No obstante, si bien las grandes bibliotecas helenísticas habitan desde siempre el imaginario de los eruditos, su incidencia en la producción y circulación libresca es difícil de estimar. Por eso los efectos de la gigantesca empresa alejandrina no parecen reflejarse en los rollos que circulaban en el interior de Egipto en la misma época. Recién en los siglos posteriores, gracias a la acción de unos pocos eruditos, solo algunas ediciones elaboradas en la biblioteca pudieron ser recuperadas para luego penetrar la tradición manuscrita de la Antigüedad tardía. Eso se debió probablemente al hecho de que el Museion nunca constituyó un lugar de consulta para el público general sino más bien una institución elitista, ornamento de una corte que hizo de los libros, de los eruditos y de sus estudios instrumentos de una estrategia de poder a gran escala. Si bien otra biblioteca en la misma ciudad, la del Serapeum, teóricamente estaba abierta a todos, era mucho más modesta que la del Museion.

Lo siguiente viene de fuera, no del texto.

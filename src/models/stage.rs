//! Competition stages — the unit standings are computed over.

use serde::{Deserialize, Serialize};
use std::fmt;
use std::str::FromStr;

use super::{SeasonId, SportCategoryId, StageId};

/// The phase of a competition a stage represents.
#[derive(Debug, Clone, Copy, PartialEq, Eq, Hash, Serialize, Deserialize)]
#[serde(rename_all = "snake_case")]
pub enum CompetitionStage {
    GroupStage,
    Playins,
    Playoffs,
    Finals,
}

/// How a stage's results are aggregated.
#[derive(Debug, Clone, Copy, PartialEq, Eq)]
pub enum StageFormat {
    /// Round-robin style, ranked by win/loss record.
    RoundRobin,
    /// Elimination tree with winner propagation.
    Elimination,
}

impl CompetitionStage {
    /// The aggregation format for this phase. This mapping, not the caller,
    /// decides which standings path runs.
    pub fn format(&self) -> StageFormat {
        match self {
            CompetitionStage::GroupStage => StageFormat::RoundRobin,
            CompetitionStage::Playins | CompetitionStage::Playoffs | CompetitionStage::Finals => {
                StageFormat::Elimination
            }
        }
    }

    pub fn as_str(&self) -> &'static str {
        match self {
            CompetitionStage::GroupStage => "group_stage",
            CompetitionStage::Playins => "playins",
            CompetitionStage::Playoffs => "playoffs",
            CompetitionStage::Finals => "finals",
        }
    }
}

impl fmt::Display for CompetitionStage {
    fn fmt(&self, f: &mut fmt::Formatter<'_>) -> fmt::Result {
        write!(f, "{}", self.as_str())
    }
}

impl FromStr for CompetitionStage {
    type Err = String;

    fn from_str(s: &str) -> Result<Self, Self::Err> {
        match s {
            "group_stage" => Ok(CompetitionStage::GroupStage),
            "playins" => Ok(CompetitionStage::Playins),
            "playoffs" => Ok(CompetitionStage::Playoffs),
            "finals" => Ok(CompetitionStage::Finals),
            other => Err(format!("unknown competition stage: {other}")),
        }
    }
}

/// A (sport category, season, competition phase) combination.
#[derive(Debug, Clone, Serialize, Deserialize)]
pub struct Stage {
    pub id: StageId,
    pub sport_category_id: SportCategoryId,
    pub season_id: SeasonId,
    pub competition_stage: CompetitionStage,
}

impl Stage {
    pub fn new(
        id: StageId,
        sport_category_id: SportCategoryId,
        season_id: SeasonId,
        competition_stage: CompetitionStage,
    ) -> Self {
        Self {
            id,
            sport_category_id,
            season_id,
            competition_stage,
        }
    }
}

Sea como fuere, la modificación profunda del rol y la difusión de lo escrito y del libro en la época helenística (como consecuencia del desarrollo casi simultáneo del aparato burocrático, de una política cultural voluntarista y del surgimiento de lectores promedio) se manifestó también en las artes plásticas y en la pintura en vasijas. En efecto, aunque una iconografía del rollo y de lectores y lectoras ya se había desarrollado, y no por azar, entre los siglos v y iv a. C., se difundió recién durante la fase helenística, con una estandarización de la figura del erudito, sistemáticamente representado desde entonces con un rollo en las manos. Ese objeto se convirtió en su atributo principal y caracterizó también a poetas y gramáticos. Este código iconográfico, que desde el siglo ii a. C. impregnó las artes menores (como lo atestiguan numerosos objetos de tierra cocida), se transmitió al arte romano y luego al mundo bizantino. Durante esa transferencia, el rollo en las manos del emperador se convirtió en Roma en el símbolo del derecho, mientras que en Bizancio representó el pacto entre Dios y el ser humano.